Tell me more about intermediate macro, I'm interested. Also, I'm not a day trader. Weeks to months is my area. Economics probably has a better predictability over the longer term (swing/ position trading). - Nathan
As always it would depend on the school, but my intermediate macro class was entirely centered around a mathematical model that kept adding components until it involved several black boards and the the use of derivatives. Yes I actually needed that crap calc. class they made me take. It was completely different from the broad theory based first year class. Actually micro is a more useful education, It teaches you to sniff-out stupid behavior where ever it exists. A good quality for a trader. An optimistic trader almost always gets killed. Learn to look for problems first and if they are limited, pull the trigger.
if you want to be interviewed on TV or sales then go for economics or an MBA. if you want a legitimate job on a trading desk as a trader then go math/science and know how to program.

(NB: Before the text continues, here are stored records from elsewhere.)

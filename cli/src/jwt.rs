//! Unverified JWT payload decoding.
//!
//! The CLI never holds the signing secret. Claims are read only to show who
//! is logged in and to recover an expiry for legacy session files; the server
//! remains the sole authority on whether a token is valid.

use base64::{Engine as _, engine::general_purpose::URL_SAFE_NO_PAD};
use serde::Deserialize;

#[derive(Debug, thiserror::Error, PartialEq, Eq)]
pub enum JwtError {
    #[error("token is not a three-part JWT")]
    Shape,
    #[error("payload is not base64url")]
    Base64,
    #[error("payload is not a JSON claim set")]
    Json,
}

/// Claims the CLI cares about. Unknown claims are ignored.
#[derive(Debug, Clone, PartialEq, Eq, Deserialize)]
pub struct DisplayClaims {
    pub sub: String,
    #[serde(default)]
    pub email: Option<String>,
    pub exp: i64,
    #[serde(default, rename = "type")]
    pub kind: Option<String>,
}

/// Decode the payload segment without checking the signature.
pub fn decode_unverified(token: &str) -> Result<DisplayClaims, JwtError> {
    let mut parts = token.trim().split('.');
    let (Some(_header), Some(payload), Some(_signature), None) = (parts.next(), parts.next(), parts.next(), parts.next())
    else {
        return Err(JwtError::Shape);
    };
    // Padded payloads are tolerated.
    let bytes = URL_SAFE_NO_PAD
        .decode(payload.trim_end_matches('='))
        .map_err(|_| JwtError::Base64)?;
    serde_json::from_slice(&bytes).map_err(|_| JwtError::Json)
}

#[cfg(test)]
#[path = "jwt_test.rs"]
pub(crate) mod tests;
//! Router assembly.
//!
//! SYSTEM CONTEXT
//! ==============
//! This module binds the health endpoints at the root and the versioned API
//! under `/api/v1`. Middleware wraps everything, outermost first: request
//! context (correlation ID + access log), HTTP trace span, the global rate
//! limit and security headers, CORS, then the request size guard.

pub mod auth;
pub mod extract;
pub mod health;
pub mod profile;
pub mod recommendations;

use axum::Router;
use axum::body::Body;
use axum::http::{HeaderValue, Method, Request};
use axum::middleware::{from_fn, from_fn_with_state};
use axum::routing::{get, patch, post};
use tower_http::cors::{AllowHeaders, AllowOrigin, CorsLayer};
use tower_http::trace::TraceLayer;
use tracing::Span;

use crate::middleware;
use crate::state::AppState;

/// Versioned API routes.
fn api_routes() -> Router<AppState> {
    Router::new()
        .route("/auth/register", post(auth::register))
        .route("/auth/login", post(auth::login))
        .route("/auth/me", get(auth::me))
        .route("/auth/refresh", post(auth::refresh))
        .route("/auth/logout", post(auth::logout))
        .route("/auth/profile", patch(auth::update_profile))
        .route("/recommendations/note-based", post(recommendations::note_based))
        .route("/recommendations/similarity", post(recommendations::similarity))
        .route("/recommendations/search", get(recommendations::search))
        .route("/recommendations/autocomplete", get(recommendations::autocomplete))
        .route("/recommendations/popular", get(recommendations::popular))
        .route("/recommendations/save-quiz-profile", post(recommendations::save_quiz_profile))
        .route("/recommendations/save-owned-fragrances", post(recommendations::save_owned_fragrances))
        .route("/recommendations/debug/initialize", post(recommendations::debug_initialize))
        .route("/recommendations/health", get(recommendations::health))
        .route("/recommendations/catalog/import", post(recommendations::import_catalog))
        .route("/profile/{user_id}", get(profile::get_profile))
}

/// Full application router with middleware.
pub fn app(state: AppState) -> Router {
    let cors = cors_layer(&state.settings.cors_origins);

    Router::new()
        .route("/", get(health::root))
        .route("/health", get(health::health))
        .route("/health/db", get(health::health_db))
        .route("/health/detailed", get(health::health_detailed))
        .nest("/api/v1", api_routes())
        .layer(from_fn_with_state(state.clone(), middleware::request_size_guard))
        .layer(cors)
        .layer(from_fn_with_state(state.clone(), middleware::security))
        .layer(TraceLayer::new_for_http().make_span_with(make_span))
        .layer(from_fn(middleware::request_context))
        .with_state(state)
}

/// Configured origins, credentials allowed. Unparseable origins are skipped.
fn cors_layer(origins: &[String]) -> CorsLayer {
    let origins: Vec<HeaderValue> = origins
        .iter()
        .filter_map(|origin| match HeaderValue::from_str(origin) {
            Ok(value) => Some(value),
            Err(_) => {
                tracing::warn!(%origin, "ignoring invalid CORS origin");
                None
            }
        })
        .collect();

    CorsLayer::new()
        .allow_origin(AllowOrigin::list(origins))
        .allow_credentials(true)
        .allow_methods([Method::GET, Method::POST, Method::PUT, Method::DELETE, Method::PATCH])
        .allow_headers(AllowHeaders::mirror_request())
}

fn make_span(request: &Request<Body>) -> Span {
    tracing::debug_span!(
        "http-request",
        method = %request.method(),
        path = request.uri().path(),
        correlation_id = %middleware::correlation_id(),
    )
}

#[cfg(test)]
#[path = "mod_test.rs"]
mod tests;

You don't have to know programming to be a trader unless you are working on a Quant Desk..............and even then most of the software is off the shelf now.
obviously you have never worked on a desk. every place i have been at the traders could program, not necessarily well, but could program productively. and most of the software was in house; not off the shelf.
You should also mention that many taders are using nothing more then Excel and Mathlab, hehe. On another note, to the thread starter, if you are thinking of taking classes to round out your trader acumen make sure to take International World Trade or something equivalent to it, also don't forget a course in statistics, I think its the most important math you need in trading unless you want to do some heavy quant stuff, in that case take linear alg and calc. -Neo
"You should also mention that many taders are using nothing more then Excel and Mathlab, hehe" Excel may have a poor programming language but often the people with the best ideas are doing it in something like Matlab even though it is quite limited itself. Ideas are what matter. I think getting enough of an education to at least intuitively understand what the quants may be trying to say is critical. I agree that statistics is essential---but even still elementary statsitics in college is really bone-headed formulaic aimed at getting people to understand basic psychology or medical studies. The underlying intellectual understanding---meaning you have an "intuitive" idea and may be able to look at raw data and guess at statisitcal significance based on history and facts (not desires) is important. Actually something that may work quite well in doing this in another context is effective gambling, e.g. blackjack or poker. You won't be hired for actual quantitative ability without PhD level edumacation.
What got me to write this thread is that some traders trade their family's / friends money. Are there any traders out there that do this?